WASHINGTON — Republican Sen. Susan Collins ripped news coverage of her decision to vote for the GOP tax-cut bill as “unbelievably sexist” on Tuesday.

“I cannot believe that the press would have treated another senator with 20 years of experience as they have treated me,” the Maine senator told reporters at the Capitol.

“They’ve ignored everything that I’ve gotten, and there have been stories after stories about how I’ve been duped,” she said. “How are you duped when all of your amendments get accepted? And when the majority leader — and I confirmed it again today with him — will be offering the two insurance bills that I care about as well as the provision waiving the automatic cut in Medicare that could be triggered by this bill?”

The moderate Republican has often won praise from liberals for backing Planned Parenthood and especially for her crucial vote in July to block a repeal of Obamacare. Yet she’s taken heat for deciding to back the GOP tax-cut plan, which contains a provision eliminating Obamacare’s requirement that most Americans get health insurance or pay a penalty.

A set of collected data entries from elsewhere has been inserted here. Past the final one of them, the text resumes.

//! Sticky per-channel state

use crate::token::{InvertFlags, Token};

/// Default vibrato range in 1/16 semitone
pub const DEFAULT_VIBRATO_RANGE: u8 = 16;

/// Driver vibrato setting
#[derive(Debug, Clone, Copy, PartialEq, Eq)]
pub enum VibratoSetting {
    Off,
    On { depth: u16, quarter_wavelength: u16 },
}

impl VibratoSetting {
    pub fn token(self) -> Token {
        match self {
            Self::Off => Token::VibratoOff,
            Self::On {
                depth,
                quarter_wavelength,
            } => Token::VibratoSet {
                depth,
                quarter_wavelength,
            },
        }
    }
}

#[derive(Debug, Clone, Copy)]
pub struct VibratoState {
    pub speed: u8,
    pub depth: u8,
    pub range: u8,
    /// Set when an effect touched vibrato on the current row
    pub dirty: bool,
    /// What the driver is known to play; `None` after a loop point
    pub emitted: Option<VibratoSetting>,
}

impl Default for VibratoState {
    fn default() -> Self {
        Self {
            speed: 0,
            depth: 0,
            range: DEFAULT_VIBRATO_RANGE,
            dirty: false,
            emitted: Some(VibratoSetting::Off),
        }
    }
}

/// A slide command covering a run of rows
#[derive(Debug, Clone, Copy, PartialEq, Eq)]
pub struct SlideRun {
    /// Raw effect value that started the run
    pub value: u8,
    /// First row after the run
    pub end: usize,
}

/// Everything that carries over from one row to the next
#[derive(Debug, Clone)]
pub struct ChannelState {
    /// Current tracker instrument index
    pub instrument: Option<u16>,
    /// Last driver instrument emitted
    pub last_instrument: Option<String>,
    /// Current volume (driver range), unknown after a slide
    pub volume: Option<u8>,
    /// Last volume emitted
    pub last_volume: Option<u8>,
    /// Last pan emitted
    pub last_pan: Option<u8>,
    pub vibrato: VibratoState,
    /// Arpeggio offsets in semitones, `(0, 0)` when off
    pub arpeggio: (u8, u8),
    /// Arpeggio speed in tracker ticks
    pub arpeggio_speed: u8,
    /// Pitch slide in 1/32 semitone per tracker tick
    pub pitch_slide: i16,
    /// Portamento speed in 1/32 semitone per tracker tick, 0 when off
    pub portamento: u16,
    /// Pitch the portamento is heading for
    pub portamento_target: Option<f64>,
    /// Current pitch in driver semitones
    pub pitch: Option<f64>,
    pub noise: bool,
    pub noise_frequency: u8,
    pub legato: bool,
    pub echo: bool,
    pub pitch_mod: bool,
    pub invert: InvertFlags,
    /// A note is playing (no key-off since)
    pub sounding: bool,
    pub volume_slide: Option<SlideRun>,
    pub pan_slide: Option<SlideRun>,
}

impl ChannelState {
    pub fn new(arpeggio_speed: u8) -> Self {
        Self {
            instrument: None,
            last_instrument: None,
            volume: None,
            last_volume: None,
            last_pan: None,
            vibrato: VibratoState::default(),
            arpeggio: (0, 0),
            arpeggio_speed: arpeggio_speed.max(1),
            pitch_slide: 0,
            portamento: 0,
            portamento_target: None,
            pitch: None,
            noise: false,
            noise_frequency: 0,
            legato: false,
            echo: false,
            pitch_mod: false,
            invert: InvertFlags::default(),
            sounding: false,
            volume_slide: None,
            pan_slide: None,
        }
    }

    /// Forget what the driver plays so it is re-emitted after a loop point
    pub fn forget_emitted(&mut self) {
        self.last_instrument = None;
        self.last_volume = None;
        self.vibrato.emitted = None;
    }

    pub fn arpeggio_active(&self) -> bool {
        self.arpeggio != (0, 0)
    }
}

Collins criticized a reporter, whom she didn’t identify, who covered her meeting with people suffering from serious health conditions.

“The reporter actually wrote that I didn’t cry,” Collins said. The same group met with Arizona GOP Sen. Jeff Flake, Collins said, but there was no mention of his lack of tears. “I can’t imagine a reporter writing that about a male senator,” she said.

Collins was referencing a Dec. 14 New York Times story that described a group of protesters at her office who have serious medical conditions. The protesters told the Times they were hoping to sway Collins on an emotional level. Near the end, the story stated “after her meeting at her office, it did not appear that Ms. Collins was ready to change her vote, or that she had been brought to tears.”

The reference to tears was removed from a later version of the story.

Collins said the press hasn’t given her enough credit for her victories in negotiating revisions to the tax-cut plan.

“I think I got more in this tax bill than any other member of the Senate,” Collins said, when asked by a reporter about accusations she had gotten rolled or was naive in the deal she struck.

Collins said her three amendments — retaining some state and local tax deductions, restoring a more generous medical expense deduction for two years and retaining retirement account tax breaks — were all maintained or improved in the conference report.

Collins also pointed to a number of House provisions she helped kill — including taxes on graduate student tuition assistance, private activity bonds, student loans and other issues. “The list goes on and on,” she said.

“It doesn’t mean I like every provision of the final bill but I clearly had an impact,” she said.